(Entries taken from a collection)
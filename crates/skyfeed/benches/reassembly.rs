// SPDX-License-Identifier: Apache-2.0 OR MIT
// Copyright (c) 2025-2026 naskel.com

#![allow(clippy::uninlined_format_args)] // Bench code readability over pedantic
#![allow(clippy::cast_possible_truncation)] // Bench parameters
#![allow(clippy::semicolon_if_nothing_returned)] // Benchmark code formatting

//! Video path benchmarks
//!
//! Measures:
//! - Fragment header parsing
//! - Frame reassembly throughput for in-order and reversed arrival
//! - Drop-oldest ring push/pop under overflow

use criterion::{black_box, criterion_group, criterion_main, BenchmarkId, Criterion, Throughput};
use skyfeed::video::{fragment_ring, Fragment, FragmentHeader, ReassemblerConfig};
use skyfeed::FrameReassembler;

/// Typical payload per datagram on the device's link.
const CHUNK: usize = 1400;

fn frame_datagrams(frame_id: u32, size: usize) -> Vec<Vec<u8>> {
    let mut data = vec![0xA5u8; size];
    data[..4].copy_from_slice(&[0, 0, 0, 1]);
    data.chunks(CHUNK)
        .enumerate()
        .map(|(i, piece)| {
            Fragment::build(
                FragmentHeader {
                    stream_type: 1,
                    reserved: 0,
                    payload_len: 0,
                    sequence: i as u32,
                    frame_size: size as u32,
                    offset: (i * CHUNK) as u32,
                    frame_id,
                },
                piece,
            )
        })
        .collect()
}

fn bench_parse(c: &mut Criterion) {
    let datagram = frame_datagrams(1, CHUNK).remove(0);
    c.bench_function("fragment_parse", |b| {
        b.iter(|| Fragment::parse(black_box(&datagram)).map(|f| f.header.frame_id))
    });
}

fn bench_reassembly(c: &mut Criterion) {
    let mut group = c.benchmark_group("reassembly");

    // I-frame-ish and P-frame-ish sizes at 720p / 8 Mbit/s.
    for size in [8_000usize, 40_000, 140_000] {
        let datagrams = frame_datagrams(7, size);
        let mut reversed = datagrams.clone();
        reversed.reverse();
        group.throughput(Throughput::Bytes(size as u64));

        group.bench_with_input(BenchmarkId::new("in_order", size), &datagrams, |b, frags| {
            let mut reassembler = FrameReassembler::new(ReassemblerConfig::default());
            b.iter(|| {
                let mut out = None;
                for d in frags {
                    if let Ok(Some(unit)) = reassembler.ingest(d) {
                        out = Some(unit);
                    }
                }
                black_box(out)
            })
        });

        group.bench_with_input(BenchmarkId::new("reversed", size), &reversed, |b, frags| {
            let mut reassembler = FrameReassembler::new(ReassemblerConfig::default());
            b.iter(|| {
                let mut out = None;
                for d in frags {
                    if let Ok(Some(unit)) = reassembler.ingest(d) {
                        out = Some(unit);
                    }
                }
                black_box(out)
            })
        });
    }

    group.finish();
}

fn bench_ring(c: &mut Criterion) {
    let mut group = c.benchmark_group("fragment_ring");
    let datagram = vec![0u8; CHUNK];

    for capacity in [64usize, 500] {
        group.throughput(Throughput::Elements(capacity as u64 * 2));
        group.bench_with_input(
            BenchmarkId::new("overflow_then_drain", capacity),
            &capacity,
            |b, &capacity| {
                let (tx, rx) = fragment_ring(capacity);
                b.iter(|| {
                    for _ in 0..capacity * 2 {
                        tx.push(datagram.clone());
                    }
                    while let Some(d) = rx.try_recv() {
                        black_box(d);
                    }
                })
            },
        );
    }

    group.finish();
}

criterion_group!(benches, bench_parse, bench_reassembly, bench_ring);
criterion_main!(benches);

◆ **INSTRUCTIONS TO FOLLOW**:
Quote exactly the first line of the data and every line after it through the one holding "sequence: i as".

◆ **FINISHED EXERCISE**:
filename crates/skyfeed/benches/reassembly.rs
// SPDX-License-Identifier: Apache-2.0 OR MIT
// Copyright (c) 2025-2026 naskel.com

#![allow(clippy::uninlined_format_args)] // Bench code readability over pedantic
#![allow(clippy::cast_possible_truncation)] // Bench parameters
#![allow(clippy::semicolon_if_nothing_returned)] // Benchmark code formatting

//! Video path benchmarks
//!
//! Measures:
//! - Fragment header parsing
//! - Frame reassembly throughput for in-order and reversed arrival
//! - Drop-oldest ring push/pop under overflow

use criterion::{black_box, criterion_group, criterion_main, BenchmarkId, Criterion, Throughput};
use skyfeed::video::{fragment_ring, Fragment, FragmentHeader, ReassemblerConfig};
use skyfeed::FrameReassembler;

/// Typical payload per datagram on the device's link.
const CHUNK: usize = 1400;

fn frame_datagrams(frame_id: u32, size: usize) -> Vec<Vec<u8>> {
    let mut data = vec![0xA5u8; size];
    data[..4].copy_from_slice(&[0, 0, 0, 1]);
    data.chunks(CHUNK)
        .enumerate()
        .map(|(i, piece)| {
            Fragment::build(
                FragmentHeader {
                    stream_type: 1,
                    reserved: 0,
                    payload_len: 0,
                    sequence: i as u32,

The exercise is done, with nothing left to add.